Distributed Logging: Metrics & Reports
Low dimensionality, aggregation, monitoring and alerts. Inside of all metric collection systems are the time series databases. These databases do an excellent job of aggregation, so metrics are suitable for aggregation, monitoring, and building alerts.
For metrics, the dimension of the data should not exceed a thousand. If we add some Request IDs for which the size of the values is unlimited, then we will quickly encounter serious problems. We have already stepped on this problems.
Correlation and trace
Structured logs are not enough for us to conveniently search by data. There should be fields with certain values: Request ID, User ID, other data from the services from which the logs came.
The traditional solution is to assign a unique ID to the transaction (log) at the entrance to the system. Then this ID (context) is forwarded through the entire system through a chain of calls within a service or between services.

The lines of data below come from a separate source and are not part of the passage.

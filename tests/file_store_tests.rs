//! File store tests: metadata through the repository, bytes through the
//! store.

mod common;

use common::repositories;
use polystore::{File, FileStore, Filter, LocalFileStore};

#[test]
fn test_metadata_and_content_travel_separately() {
    let dir = tempfile::tempdir().unwrap();
    let store = LocalFileStore::new(dir.path().join("content")).unwrap();

    for mut case in repositories() {
        let mut file = File::new("journal/2026-08-27.md");
        file.set_content(b"wrote the persistence tests".to_vec());
        store.save(&file).unwrap();

        // The repository persists the metadata only.
        let stored = case.repo.add(file).unwrap();
        case.repo.commit().unwrap();

        let mut fetched: File = case.repo.get(stored.id_.clone()).unwrap();
        assert!(!fetched.has_content(), "backend {}", case.name);

        store.load(&mut fetched).unwrap();
        assert_eq!(
            fetched.content(),
            Some(b"wrote the persistence tests".as_slice()),
            "backend {}",
            case.name
        );
    }
}

#[test]
fn test_file_entities_are_searchable_like_any_model() {
    for mut case in repositories() {
        case.repo.add(File::new("reports/summary.pdf")).unwrap();
        case.repo.add(File::new("notes/summary.md")).unwrap();
        case.repo.add(File::new("notes/ideas.md")).unwrap();
        case.repo.commit().unwrap();

        let notes: Vec<File> = case
            .repo
            .search(Filter::new().with("path", "^notes/"))
            .unwrap();
        assert_eq!(notes.len(), 2, "backend {}", case.name);
    }
}

#[test]
fn test_deleting_missing_content_is_tolerated() {
    let dir = tempfile::tempdir().unwrap();
    let store = LocalFileStore::new(dir.path()).unwrap();
    store.delete(&File::new("never-written.bin")).unwrap();
}
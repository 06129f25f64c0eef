//! Migration script runner for the relational backend.
//!
//! Scripts are plain `.sql` files applied in file-name order; lexicographic
//! naming (`0001_initial.sql`, `0002_add_index.sql`) is the ordering
//! contract. Applied script names are recorded in the `_migrations` table so
//! reruns are no-ops.

use std::path::Path;

use chrono::{SecondsFormat, Utc};
use rusqlite::Connection;
use tracing::{debug, info};

use crate::error::{BackendError, RepositoryResult};

const BOOKKEEPING_TABLE: &str = "_migrations";

/// Applies every pending `.sql` script from `directory`.
pub(crate) fn apply(connection: &Connection, directory: &Path) -> RepositoryResult<()> {
    connection.execute(
        &format!(
            "CREATE TABLE IF NOT EXISTS \"{}\" (\"name\" TEXT PRIMARY KEY, \"applied_at\" TEXT NOT NULL)",
            BOOKKEEPING_TABLE
        ),
        [],
    )?;

    let mut applied = 0usize;
    for name in script_names(directory)? {
        if is_applied(connection, &name)? {
            debug!(script = %name, "migration already applied");
            continue;
        }
        let contents =
            std::fs::read_to_string(directory.join(&name)).map_err(|source| BackendError::Io {
                backend: "relational",
                source,
            })?;
        connection
            .execute_batch(&contents)
            .map_err(|e| BackendError::Migration {
                name: name.clone(),
                message: e.to_string(),
            })?;
        connection.execute(
            &format!(
                "INSERT INTO \"{}\" (\"name\", \"applied_at\") VALUES (?1, ?2)",
                BOOKKEEPING_TABLE
            ),
            rusqlite::params![
                name,
                Utc::now().to_rfc3339_opts(SecondsFormat::Micros, true)
            ],
        )?;
        info!(script = %name, "applied migration");
        applied += 1;
    }
    debug!(directory = %directory.display(), applied, "migrations up to date");
    Ok(())
}

fn script_names(directory: &Path) -> RepositoryResult<Vec<String>> {
    let entries = std::fs::read_dir(directory).map_err(|source| BackendError::Io {
        backend: "relational",
        source,
    })?;
    let mut names = Vec::new();
    for entry in entries {
        let entry = entry.map_err(|source| BackendError::Io {
            backend: "relational",
            source,
        })?;
        let name = entry.file_name().to_string_lossy().into_owned();
        if name.ends_with(".sql") {
            names.push(name);
        }
    }
    names.sort();
    Ok(names)
}

fn is_applied(connection: &Connection, name: &str) -> RepositoryResult<bool> {
    let count: i64 = connection.query_row(
        &format!(
            "SELECT COUNT(*) FROM \"{}\" WHERE \"name\" = ?1",
            BOOKKEEPING_TABLE
        ),
        rusqlite::params![name],
        |row| row.get(0),
    )?;
    Ok(count > 0)
}
//! Entity identity values.

use std::fmt;

use serde::{Deserialize, Serialize};

/// The identity of an entity within its model.
///
/// Ids are either integers or strings (URL identities are strings). Integer
/// ids below zero are the "not yet assigned" sentinel: the repository replaces
/// them with `max(existing ids) + 1` when the entity is added.
#[derive(Debug, Clone, PartialEq, Eq, Hash, PartialOrd, Ord, Serialize, Deserialize)]
#[serde(untagged)]
pub enum EntityId {
    /// Integer identity, eligible for auto-increment.
    Int(i64),
    /// String identity (including URL-shaped ids).
    Str(String),
}

impl EntityId {
    /// The sentinel marking an id that the repository must assign.
    pub const UNASSIGNED: EntityId = EntityId::Int(-1);

    /// Returns true when the repository still has to assign this id.
    pub fn is_unassigned(&self) -> bool {
        matches!(self, EntityId::Int(n) if *n < 0)
    }

    /// Returns the integer value, if this is an integer id.
    pub fn as_int(&self) -> Option<i64> {
        match self {
            EntityId::Int(n) => Some(*n),
            EntityId::Str(_) => None,
        }
    }

    /// Returns the string value, if this is a string id.
    pub fn as_str(&self) -> Option<&str> {
        match self {
            EntityId::Int(_) => None,
            EntityId::Str(s) => Some(s),
        }
    }
}

impl Default for EntityId {
    fn default() -> Self {
        EntityId::UNASSIGNED
    }
}

impl fmt::Display for EntityId {
    fn fmt(&self, f: &mut fmt::Formatter<'_>) -> fmt::Result {
        match self {
            EntityId::Int(n) => write!(f, "{}", n),
            EntityId::Str(s) => write!(f, "{}", s),
        }
    }
}

impl From<i64> for EntityId {
    fn from(value: i64) -> Self {
        EntityId::Int(value)
    }
}

impl From<&str> for EntityId {
    fn from(value: &str) -> Self {
        EntityId::Str(value.to_string())
    }
}

impl From<String> for EntityId {
    fn from(value: String) -> Self {
        EntityId::Str(value)
    }
}

#[cfg(test)]
mod tests {
    use super::*;

    #[test]
    fn test_unassigned_sentinel() {
        assert!(EntityId::UNASSIGNED.is_unassigned());
        assert!(EntityId::Int(-5).is_unassigned());
        assert!(!EntityId::Int(0).is_unassigned());
        assert!(!EntityId::Str("x".into()).is_unassigned());
        assert_eq!(EntityId::default(), EntityId::UNASSIGNED);
    }

    #[test]
    fn test_ordering() {
        assert!(EntityId::Int(1) < EntityId::Int(2));
        // Integer ids sort before string ids in mixed-model listings.
        assert!(EntityId::Int(100) < EntityId::Str("a".into()));
        assert!(EntityId::Str("a".into()) < EntityId::Str("b".into()));
    }

    #[test]
    fn test_serde_untagged_round_trip() {
        let int: EntityId = serde_json::from_str("3").unwrap();
        assert_eq!(int, EntityId::Int(3));

        let string: EntityId = serde_json::from_str("\"https://example.org/1\"").unwrap();
        assert_eq!(string, EntityId::Str("https://example.org/1".into()));

        assert_eq!(serde_json::to_string(&EntityId::Int(3)).unwrap(), "3");
    }
}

There are well-established terms. The trace is split into spans and shows the call stack of one service relative to another, one method relative to another relative to the timeline. You can clearly trace the message path, all timings.
First we used Zipkin. Already in 2015, we had a Proof of Concept (pilot project) of these solutions.
To make everything correct, the code needs to be instrumented. If you are already working with a code base that exists, you need to go through it – it requires changes.
For a complete picture and to benefit from the traces, you need to instrument all the services in the chain, and not just one service that you are currently working on.
This is a powerful tool, but it requires significant administration and hardware costs, so we switched from Zipkin to another solution that is provided “as a service”.
Logs must be correlated. Traces must also be correlated. We need a single ID – a common context that can be forwarded throughout the call chain. But often this is not possible – correlation occurs within the system as a result of its operation. When we start one or more transactions, we still do not know that they are part of a single large whole.
Lets consider the first example.
The client sent a request for a message, and our internal platform processed it.
The service, which is engaged in interaction with the operator, sent this message to the operator – an entry appeared in the log system.
Later, the operator sends us a delivery report.
The processing service does not know which message this delivery report relates to. This relationship is created later in our platform.
Two related transactions are parts of a single whole transaction. This information is very important for support engineers and integration developers. But this is completely impossible to see based on a single trace or a single ID.
The second case is similar – the client sends us a message in a large bundle, then we disassemble them, they also return in packs. The number of packs may even vary, but then all of them are combined.
From the point of view of the client, he sent a message and received a response. But we got several independent transactions that need to be combined. It turns out a one-to-many relationship, and with a delivery report – one to one. This is essentially a graph.
We implemented Proof of Concept: a 16-core host that could process a graph of 100 million nodes and 150 million links. The graph occupied only 15 GB of disk – then it suited us.
In addition to Neo4j, we now have a simple interface for viewing related logs. With him, the engineers see the whole picture.
But pretty quickly, we became disappointed in this database.
Problems with Neo4j
Data rotation. We have powerful volumes and data must be rotated. But when deleting a node from Neo4j, data on the disk is not cleared. I had to build a complex solution and completely rebuild the graphs.
Performance. All graph databases are read-only. On recording, performance is noticeably less. Our case is absolutely the opposite: we write a lot and relatively rarely read – these are units of requests per second or even per minute.
High availability and cluster analysis for a fee. On our scale, this tranformes into decent costs.
Therefore, we went the other way.
Solution with PostgreSQL
We decided that since we rarely read, the graph can be built on spot when reading. So we in the PostgreSQL relational database store the adjacency list of our IDs in the form of a simple table with two columns and an index on both. When the request arrives, we bypass the connectivity graph using the familiar DFS algorithm (depth traversal), and get all the associated IDs. But this is necessary.
Data rotation is also easy to solve. For each day we start a new table and after a few days, when the time comes, we delete it and release the data. A simple solution.
We now have 850 million connections in PostgreSQL, they occupy 100 GB of disk. We write there at a speed of 30 thousand per second, and for this in the database there are only two VMs with 2 CPUs and 6 GB RAM. As required, PostgreSQL can write longs quickly.
There are still small machines for the service itself, which rotate and control.